Work out how many lines in the material beneath contain "matched". Give only that number.
### SOURCE MATERIAL
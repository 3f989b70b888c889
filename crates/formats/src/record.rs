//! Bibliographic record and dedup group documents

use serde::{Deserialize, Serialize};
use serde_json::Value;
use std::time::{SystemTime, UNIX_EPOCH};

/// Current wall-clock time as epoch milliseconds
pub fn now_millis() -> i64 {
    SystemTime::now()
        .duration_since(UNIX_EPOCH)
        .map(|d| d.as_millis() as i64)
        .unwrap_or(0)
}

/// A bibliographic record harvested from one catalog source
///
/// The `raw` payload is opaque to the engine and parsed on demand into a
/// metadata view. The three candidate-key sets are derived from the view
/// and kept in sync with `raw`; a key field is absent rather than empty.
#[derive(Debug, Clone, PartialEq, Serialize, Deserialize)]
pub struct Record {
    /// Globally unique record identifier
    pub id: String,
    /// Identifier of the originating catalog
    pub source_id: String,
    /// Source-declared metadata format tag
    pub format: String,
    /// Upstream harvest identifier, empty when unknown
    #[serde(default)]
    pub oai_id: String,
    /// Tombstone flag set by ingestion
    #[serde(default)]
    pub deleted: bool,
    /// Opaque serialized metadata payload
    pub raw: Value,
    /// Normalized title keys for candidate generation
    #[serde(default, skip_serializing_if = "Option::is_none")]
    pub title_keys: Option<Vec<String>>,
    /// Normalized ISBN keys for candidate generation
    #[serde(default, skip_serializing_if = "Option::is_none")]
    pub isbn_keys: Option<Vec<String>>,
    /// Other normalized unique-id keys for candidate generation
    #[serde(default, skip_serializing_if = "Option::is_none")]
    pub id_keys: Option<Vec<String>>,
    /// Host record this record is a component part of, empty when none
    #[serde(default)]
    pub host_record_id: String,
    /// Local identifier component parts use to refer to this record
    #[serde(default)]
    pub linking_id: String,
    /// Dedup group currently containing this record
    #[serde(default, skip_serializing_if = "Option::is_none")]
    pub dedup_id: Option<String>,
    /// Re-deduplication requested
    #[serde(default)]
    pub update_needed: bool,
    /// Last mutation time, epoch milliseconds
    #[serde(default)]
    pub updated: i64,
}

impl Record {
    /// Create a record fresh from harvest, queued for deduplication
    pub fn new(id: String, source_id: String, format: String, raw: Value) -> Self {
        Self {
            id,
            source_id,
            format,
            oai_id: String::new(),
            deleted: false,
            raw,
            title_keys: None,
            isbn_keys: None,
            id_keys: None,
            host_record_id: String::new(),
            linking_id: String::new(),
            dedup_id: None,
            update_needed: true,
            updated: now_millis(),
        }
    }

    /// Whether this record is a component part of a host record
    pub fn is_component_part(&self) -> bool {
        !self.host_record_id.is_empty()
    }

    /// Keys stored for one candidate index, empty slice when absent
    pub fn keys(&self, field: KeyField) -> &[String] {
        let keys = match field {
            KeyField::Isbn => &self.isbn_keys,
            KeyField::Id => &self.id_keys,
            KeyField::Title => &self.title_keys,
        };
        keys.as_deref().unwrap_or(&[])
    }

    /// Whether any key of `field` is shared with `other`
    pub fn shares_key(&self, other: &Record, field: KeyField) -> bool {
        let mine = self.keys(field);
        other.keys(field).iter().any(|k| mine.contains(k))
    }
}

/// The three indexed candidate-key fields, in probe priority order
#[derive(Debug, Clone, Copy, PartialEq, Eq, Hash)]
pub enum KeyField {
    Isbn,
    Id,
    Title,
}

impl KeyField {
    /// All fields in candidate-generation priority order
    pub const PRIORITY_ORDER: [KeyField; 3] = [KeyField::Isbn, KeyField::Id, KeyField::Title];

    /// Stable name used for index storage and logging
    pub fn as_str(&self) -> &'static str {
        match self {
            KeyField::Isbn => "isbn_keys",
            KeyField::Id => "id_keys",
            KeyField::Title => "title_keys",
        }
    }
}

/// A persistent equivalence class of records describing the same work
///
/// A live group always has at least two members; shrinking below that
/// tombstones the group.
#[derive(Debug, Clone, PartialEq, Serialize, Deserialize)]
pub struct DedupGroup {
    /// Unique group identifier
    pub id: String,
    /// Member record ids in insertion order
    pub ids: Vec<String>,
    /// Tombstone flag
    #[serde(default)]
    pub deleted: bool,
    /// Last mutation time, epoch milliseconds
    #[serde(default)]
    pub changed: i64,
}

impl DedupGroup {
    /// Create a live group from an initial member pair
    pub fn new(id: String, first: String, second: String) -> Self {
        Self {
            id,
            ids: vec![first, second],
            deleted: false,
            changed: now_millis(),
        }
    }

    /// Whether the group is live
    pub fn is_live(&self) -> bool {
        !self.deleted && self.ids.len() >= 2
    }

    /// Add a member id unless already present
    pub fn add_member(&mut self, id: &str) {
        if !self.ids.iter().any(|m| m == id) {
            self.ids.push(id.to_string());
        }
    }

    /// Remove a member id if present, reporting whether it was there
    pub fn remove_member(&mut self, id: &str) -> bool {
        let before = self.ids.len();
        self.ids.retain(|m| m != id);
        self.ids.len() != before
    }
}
######
### SOURCE MATERIAL
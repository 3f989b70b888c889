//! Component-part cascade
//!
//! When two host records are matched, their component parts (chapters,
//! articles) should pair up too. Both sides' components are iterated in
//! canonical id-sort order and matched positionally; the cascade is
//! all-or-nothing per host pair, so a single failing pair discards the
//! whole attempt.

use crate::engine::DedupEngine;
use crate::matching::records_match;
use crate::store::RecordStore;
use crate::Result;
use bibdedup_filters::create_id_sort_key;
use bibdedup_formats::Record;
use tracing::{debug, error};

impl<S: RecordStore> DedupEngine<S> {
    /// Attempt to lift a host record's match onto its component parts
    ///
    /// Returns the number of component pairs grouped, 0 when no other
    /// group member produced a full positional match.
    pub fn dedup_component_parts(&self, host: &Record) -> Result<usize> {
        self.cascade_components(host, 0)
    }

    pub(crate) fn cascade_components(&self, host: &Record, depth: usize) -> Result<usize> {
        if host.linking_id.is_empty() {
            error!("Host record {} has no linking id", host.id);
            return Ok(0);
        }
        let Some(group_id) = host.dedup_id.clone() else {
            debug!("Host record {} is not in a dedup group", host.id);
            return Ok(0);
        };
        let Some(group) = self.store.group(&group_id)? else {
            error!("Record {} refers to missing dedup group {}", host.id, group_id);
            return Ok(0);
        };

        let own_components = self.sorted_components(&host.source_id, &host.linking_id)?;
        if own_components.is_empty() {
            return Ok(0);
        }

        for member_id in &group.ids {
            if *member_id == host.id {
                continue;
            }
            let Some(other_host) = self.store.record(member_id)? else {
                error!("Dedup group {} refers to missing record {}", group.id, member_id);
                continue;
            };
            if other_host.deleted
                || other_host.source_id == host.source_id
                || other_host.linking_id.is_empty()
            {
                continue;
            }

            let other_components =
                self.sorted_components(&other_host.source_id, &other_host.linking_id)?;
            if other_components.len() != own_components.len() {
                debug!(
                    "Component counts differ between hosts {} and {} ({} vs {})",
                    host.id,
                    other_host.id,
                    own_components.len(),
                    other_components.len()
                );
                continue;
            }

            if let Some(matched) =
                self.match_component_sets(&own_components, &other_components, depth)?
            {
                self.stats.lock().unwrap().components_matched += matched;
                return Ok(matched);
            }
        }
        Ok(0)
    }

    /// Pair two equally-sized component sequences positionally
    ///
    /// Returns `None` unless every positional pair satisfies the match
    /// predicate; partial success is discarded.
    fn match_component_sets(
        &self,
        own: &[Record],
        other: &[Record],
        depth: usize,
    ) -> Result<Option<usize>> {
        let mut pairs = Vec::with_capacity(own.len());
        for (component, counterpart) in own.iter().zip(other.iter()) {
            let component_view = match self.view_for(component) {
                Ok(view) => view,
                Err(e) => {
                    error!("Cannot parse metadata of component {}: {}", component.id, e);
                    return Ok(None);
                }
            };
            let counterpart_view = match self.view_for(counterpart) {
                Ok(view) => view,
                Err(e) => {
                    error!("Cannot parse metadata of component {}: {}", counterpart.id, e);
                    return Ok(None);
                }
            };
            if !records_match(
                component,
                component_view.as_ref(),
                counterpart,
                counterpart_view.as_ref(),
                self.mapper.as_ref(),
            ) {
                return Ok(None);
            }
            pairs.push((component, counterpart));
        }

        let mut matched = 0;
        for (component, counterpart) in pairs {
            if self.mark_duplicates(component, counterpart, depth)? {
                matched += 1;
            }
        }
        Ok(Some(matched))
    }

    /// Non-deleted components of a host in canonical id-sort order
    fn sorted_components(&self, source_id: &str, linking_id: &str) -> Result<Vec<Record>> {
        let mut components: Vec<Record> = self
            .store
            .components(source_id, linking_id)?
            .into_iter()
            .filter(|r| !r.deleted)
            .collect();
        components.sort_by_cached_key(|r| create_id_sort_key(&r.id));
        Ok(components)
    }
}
######
* [ANSWER TO THE EXERCISE]: 8